**Activity**
The data below is to be returned in full and exactly.
[Opening Data to process section]
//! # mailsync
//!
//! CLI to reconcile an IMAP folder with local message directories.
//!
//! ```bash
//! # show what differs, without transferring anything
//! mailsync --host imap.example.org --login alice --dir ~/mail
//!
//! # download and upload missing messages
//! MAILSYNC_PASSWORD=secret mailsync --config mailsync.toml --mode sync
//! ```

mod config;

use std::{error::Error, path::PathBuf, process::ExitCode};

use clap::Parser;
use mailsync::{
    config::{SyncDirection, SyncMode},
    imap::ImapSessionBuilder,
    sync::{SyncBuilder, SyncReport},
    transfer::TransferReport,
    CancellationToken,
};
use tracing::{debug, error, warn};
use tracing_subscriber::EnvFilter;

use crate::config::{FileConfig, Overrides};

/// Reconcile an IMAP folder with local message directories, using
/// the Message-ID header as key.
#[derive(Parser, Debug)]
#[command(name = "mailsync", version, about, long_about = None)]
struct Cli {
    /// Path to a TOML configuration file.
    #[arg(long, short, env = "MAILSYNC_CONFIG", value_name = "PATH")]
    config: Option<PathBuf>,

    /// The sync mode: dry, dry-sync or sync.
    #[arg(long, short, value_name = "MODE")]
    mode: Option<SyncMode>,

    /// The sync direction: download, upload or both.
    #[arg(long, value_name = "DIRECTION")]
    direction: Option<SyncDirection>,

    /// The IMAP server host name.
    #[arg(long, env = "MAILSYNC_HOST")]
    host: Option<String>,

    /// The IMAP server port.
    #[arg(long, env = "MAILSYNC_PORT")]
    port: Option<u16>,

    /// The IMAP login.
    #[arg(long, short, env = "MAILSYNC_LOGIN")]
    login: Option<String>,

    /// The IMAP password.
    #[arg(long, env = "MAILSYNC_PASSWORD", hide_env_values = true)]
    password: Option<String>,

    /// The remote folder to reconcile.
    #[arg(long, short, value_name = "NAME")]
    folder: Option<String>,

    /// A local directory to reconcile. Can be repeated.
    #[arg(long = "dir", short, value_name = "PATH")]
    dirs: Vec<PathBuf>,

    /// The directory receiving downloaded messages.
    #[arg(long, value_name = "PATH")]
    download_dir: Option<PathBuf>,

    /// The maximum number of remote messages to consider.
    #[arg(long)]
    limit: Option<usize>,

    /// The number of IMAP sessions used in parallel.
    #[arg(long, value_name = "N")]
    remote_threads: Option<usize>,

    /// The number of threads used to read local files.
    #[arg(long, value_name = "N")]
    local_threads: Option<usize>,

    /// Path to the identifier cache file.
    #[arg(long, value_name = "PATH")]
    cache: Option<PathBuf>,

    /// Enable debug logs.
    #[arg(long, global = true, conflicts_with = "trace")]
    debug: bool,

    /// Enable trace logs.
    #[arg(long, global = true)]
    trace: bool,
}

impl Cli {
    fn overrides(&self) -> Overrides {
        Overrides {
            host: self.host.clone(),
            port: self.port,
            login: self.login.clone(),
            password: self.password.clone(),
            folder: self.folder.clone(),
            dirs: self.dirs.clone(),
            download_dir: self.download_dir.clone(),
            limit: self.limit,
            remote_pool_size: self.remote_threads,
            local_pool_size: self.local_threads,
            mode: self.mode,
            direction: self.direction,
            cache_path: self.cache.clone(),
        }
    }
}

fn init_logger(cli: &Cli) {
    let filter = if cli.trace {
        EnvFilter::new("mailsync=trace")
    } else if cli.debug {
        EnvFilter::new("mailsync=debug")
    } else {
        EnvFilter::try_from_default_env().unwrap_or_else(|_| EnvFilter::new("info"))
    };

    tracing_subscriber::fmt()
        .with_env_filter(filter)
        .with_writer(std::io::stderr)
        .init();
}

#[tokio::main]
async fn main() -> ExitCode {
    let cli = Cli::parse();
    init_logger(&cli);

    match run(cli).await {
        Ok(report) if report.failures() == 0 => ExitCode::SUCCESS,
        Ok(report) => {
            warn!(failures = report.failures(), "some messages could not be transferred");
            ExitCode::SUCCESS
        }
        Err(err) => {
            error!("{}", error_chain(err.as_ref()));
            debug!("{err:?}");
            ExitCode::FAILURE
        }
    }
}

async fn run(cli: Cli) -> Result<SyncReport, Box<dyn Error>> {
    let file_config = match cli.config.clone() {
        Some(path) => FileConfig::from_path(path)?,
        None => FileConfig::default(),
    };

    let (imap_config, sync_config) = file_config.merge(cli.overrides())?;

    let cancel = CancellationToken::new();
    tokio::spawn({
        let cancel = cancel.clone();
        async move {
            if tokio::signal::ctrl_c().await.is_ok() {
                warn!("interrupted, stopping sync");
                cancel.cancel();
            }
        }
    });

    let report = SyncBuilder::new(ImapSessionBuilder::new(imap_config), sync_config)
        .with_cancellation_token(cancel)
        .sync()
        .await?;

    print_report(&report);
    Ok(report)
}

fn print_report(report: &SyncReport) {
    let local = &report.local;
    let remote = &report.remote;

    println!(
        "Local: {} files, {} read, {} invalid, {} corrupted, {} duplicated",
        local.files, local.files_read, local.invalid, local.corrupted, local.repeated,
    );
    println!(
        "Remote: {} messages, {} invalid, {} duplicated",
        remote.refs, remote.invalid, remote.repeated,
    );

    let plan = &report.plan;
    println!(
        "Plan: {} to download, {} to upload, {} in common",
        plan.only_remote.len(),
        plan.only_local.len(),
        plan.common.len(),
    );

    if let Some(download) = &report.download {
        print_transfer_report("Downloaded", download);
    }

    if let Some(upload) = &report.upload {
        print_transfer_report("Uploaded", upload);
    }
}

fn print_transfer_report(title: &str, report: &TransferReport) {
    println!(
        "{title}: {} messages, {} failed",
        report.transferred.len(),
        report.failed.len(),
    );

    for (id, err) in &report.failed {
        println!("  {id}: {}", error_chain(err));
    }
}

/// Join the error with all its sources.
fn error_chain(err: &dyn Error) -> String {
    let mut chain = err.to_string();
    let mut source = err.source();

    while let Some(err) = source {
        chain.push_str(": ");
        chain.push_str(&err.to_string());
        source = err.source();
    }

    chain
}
[Closing Data to process section]
**Written response**
//! # mailsync
//!
//! CLI to reconcile an IMAP folder with local message directories.
//!
//! ```bash
//! # show what differs, without transferring anything
//! mailsync --host imap.example.org --login alice --dir ~/mail
//!
//! # download and upload missing messages
//! MAILSYNC_PASSWORD=secret mailsync --config mailsync.toml --mode sync
//! ```

mod config;

use std::{error::Error, path::PathBuf, process::ExitCode};

use clap::Parser;
use mailsync::{
    config::{SyncDirection, SyncMode},
    imap::ImapSessionBuilder,
    sync::{SyncBuilder, SyncReport},
    transfer::TransferReport,
    CancellationToken,
};
use tracing::{debug, error, warn};
use tracing_subscriber::EnvFilter;

use crate::config::{FileConfig, Overrides};

/// Reconcile an IMAP folder with local message directories, using
/// the Message-ID header as key.
#[derive(Parser, Debug)]
#[command(name = "mailsync", version, about, long_about = None)]
struct Cli {
    /// Path to a TOML configuration file.
    #[arg(long, short, env = "MAILSYNC_CONFIG", value_name = "PATH")]
    config: Option<PathBuf>,

    /// The sync mode: dry, dry-sync or sync.
    #[arg(long, short, value_name = "MODE")]
    mode: Option<SyncMode>,

    /// The sync direction: download, upload or both.
    #[arg(long, value_name = "DIRECTION")]
    direction: Option<SyncDirection>,

    /// The IMAP server host name.
    #[arg(long, env = "MAILSYNC_HOST")]
    host: Option<String>,

    /// The IMAP server port.
    #[arg(long, env = "MAILSYNC_PORT")]
    port: Option<u16>,

    /// The IMAP login.
    #[arg(long, short, env = "MAILSYNC_LOGIN")]
    login: Option<String>,

    /// The IMAP password.
    #[arg(long, env = "MAILSYNC_PASSWORD", hide_env_values = true)]
    password: Option<String>,

    /// The remote folder to reconcile.
    #[arg(long, short, value_name = "NAME")]
    folder: Option<String>,

    /// A local directory to reconcile. Can be repeated.
    #[arg(long = "dir", short, value_name = "PATH")]
    dirs: Vec<PathBuf>,

    /// The directory receiving downloaded messages.
    #[arg(long, value_name = "PATH")]
    download_dir: Option<PathBuf>,

    /// The maximum number of remote messages to consider.
    #[arg(long)]
    limit: Option<usize>,

    /// The number of IMAP sessions used in parallel.
    #[arg(long, value_name = "N")]
    remote_threads: Option<usize>,

    /// The number of threads used to read local files.
    #[arg(long, value_name = "N")]
    local_threads: Option<usize>,

    /// Path to the identifier cache file.
    #[arg(long, value_name = "PATH")]
    cache: Option<PathBuf>,

    /// Enable debug logs.
    #[arg(long, global = true, conflicts_with = "trace")]
    debug: bool,

    /// Enable trace logs.
    #[arg(long, global = true)]
    trace: bool,
}

impl Cli {
    fn overrides(&self) -> Overrides {
        Overrides {
            host: self.host.clone(),
            port: self.port,
            login: self.login.clone(),
            password: self.password.clone(),
            folder: self.folder.clone(),
            dirs: self.dirs.clone(),
            download_dir: self.download_dir.clone(),
            limit: self.limit,
            remote_pool_size: self.remote_threads,
            local_pool_size: self.local_threads,
            mode: self.mode,
            direction: self.direction,
            cache_path: self.cache.clone(),
        }
    }
}

fn init_logger(cli: &Cli) {
    let filter = if cli.trace {
        EnvFilter::new("mailsync=trace")
    } else if cli.debug {
        EnvFilter::new("mailsync=debug")
    } else {
        EnvFilter::try_from_default_env().unwrap_or_else(|_| EnvFilter::new("info"))
    };

    tracing_subscriber::fmt()
        .with_env_filter(filter)
        .with_writer(std::io::stderr)
        .init();
}

#[tokio::main]
async fn main() -> ExitCode {
    let cli = Cli::parse();
    init_logger(&cli);

    match run(cli).await {
        Ok(report) if report.failures() == 0 => ExitCode::SUCCESS,
        Ok(report) => {
            warn!(failures = report.failures(), "some messages could not be transferred");
            ExitCode::SUCCESS
        }
        Err(err) => {
            error!("{}", error_chain(err.as_ref()));
            debug!("{err:?}");
            ExitCode::FAILURE
        }
    }
}

async fn run(cli: Cli) -> Result<SyncReport, Box<dyn Error>> {
    let file_config = match cli.config.clone() {
        Some(path) => FileConfig::from_path(path)?,
        None => FileConfig::default(),
    };

    let (imap_config, sync_config) = file_config.merge(cli.overrides())?;

    let cancel = CancellationToken::new();
    tokio::spawn({
        let cancel = cancel.clone();
        async move {
            if tokio::signal::ctrl_c().await.is_ok() {
                warn!("interrupted, stopping sync");
                cancel.cancel();
            }
        }
    });

    let report = SyncBuilder::new(ImapSessionBuilder::new(imap_config), sync_config)
        .with_cancellation_token(cancel)
        .sync()
        .await?;

    print_report(&report);
    Ok(report)
}

fn print_report(report: &SyncReport) {
    let local = &report.local;
    let remote = &report.remote;

    println!(
        "Local: {} files, {} read, {} invalid, {} corrupted, {} duplicated",
        local.files, local.files_read, local.invalid, local.corrupted, local.repeated,
    );
    println!(
        "Remote: {} messages, {} invalid, {} duplicated",
        remote.refs, remote.invalid, remote.repeated,
    );

    let plan = &report.plan;
    println!(
        "Plan: {} to download, {} to upload, {} in common",
        plan.only_remote.len(),
        plan.only_local.len(),
        plan.common.len(),
    );

    if let Some(download) = &report.download {
        print_transfer_report("Downloaded", download);
    }

    if let Some(upload) = &report.upload {
        print_transfer_report("Uploaded", upload);
    }
}

fn print_transfer_report(title: &str, report: &TransferReport) {
    println!(
        "{title}: {} messages, {} failed",
        report.transferred.len(),
        report.failed.len(),
    );

    for (id, err) in &report.failed {
        println!("  {id}: {}", error_chain(err));
    }
}

/// Join the error with all its sources.
fn error_chain(err: &dyn Error) -> String {
    let mut chain = err.to_string();
    let mut source = err.source();

    while let Some(err) = source {
        chain.push_str(": ");
        chain.push_str(&err.to_string());
        source = err.source();
    }

    chain
}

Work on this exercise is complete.